What to do -> From the records below, return every line containing the word "debug".

Recorded data ->

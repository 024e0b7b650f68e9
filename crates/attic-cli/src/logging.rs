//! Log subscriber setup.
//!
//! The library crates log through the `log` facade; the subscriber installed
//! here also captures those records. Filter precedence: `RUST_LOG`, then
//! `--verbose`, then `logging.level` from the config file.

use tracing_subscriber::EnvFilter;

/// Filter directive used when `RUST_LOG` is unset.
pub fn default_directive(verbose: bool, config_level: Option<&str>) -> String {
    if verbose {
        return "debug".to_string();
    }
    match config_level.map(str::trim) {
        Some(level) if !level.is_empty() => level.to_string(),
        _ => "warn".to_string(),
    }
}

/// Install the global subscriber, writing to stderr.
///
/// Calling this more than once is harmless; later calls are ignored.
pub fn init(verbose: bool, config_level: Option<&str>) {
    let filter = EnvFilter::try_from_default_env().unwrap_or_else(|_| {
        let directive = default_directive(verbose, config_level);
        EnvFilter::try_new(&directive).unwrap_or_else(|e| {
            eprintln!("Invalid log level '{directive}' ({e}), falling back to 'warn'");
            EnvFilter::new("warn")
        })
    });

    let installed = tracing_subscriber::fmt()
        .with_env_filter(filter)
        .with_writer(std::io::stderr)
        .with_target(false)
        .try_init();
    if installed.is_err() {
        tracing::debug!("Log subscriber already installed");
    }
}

Response below ->
        return "debug".to_string();
        tracing::debug!("Log subscriber already installed");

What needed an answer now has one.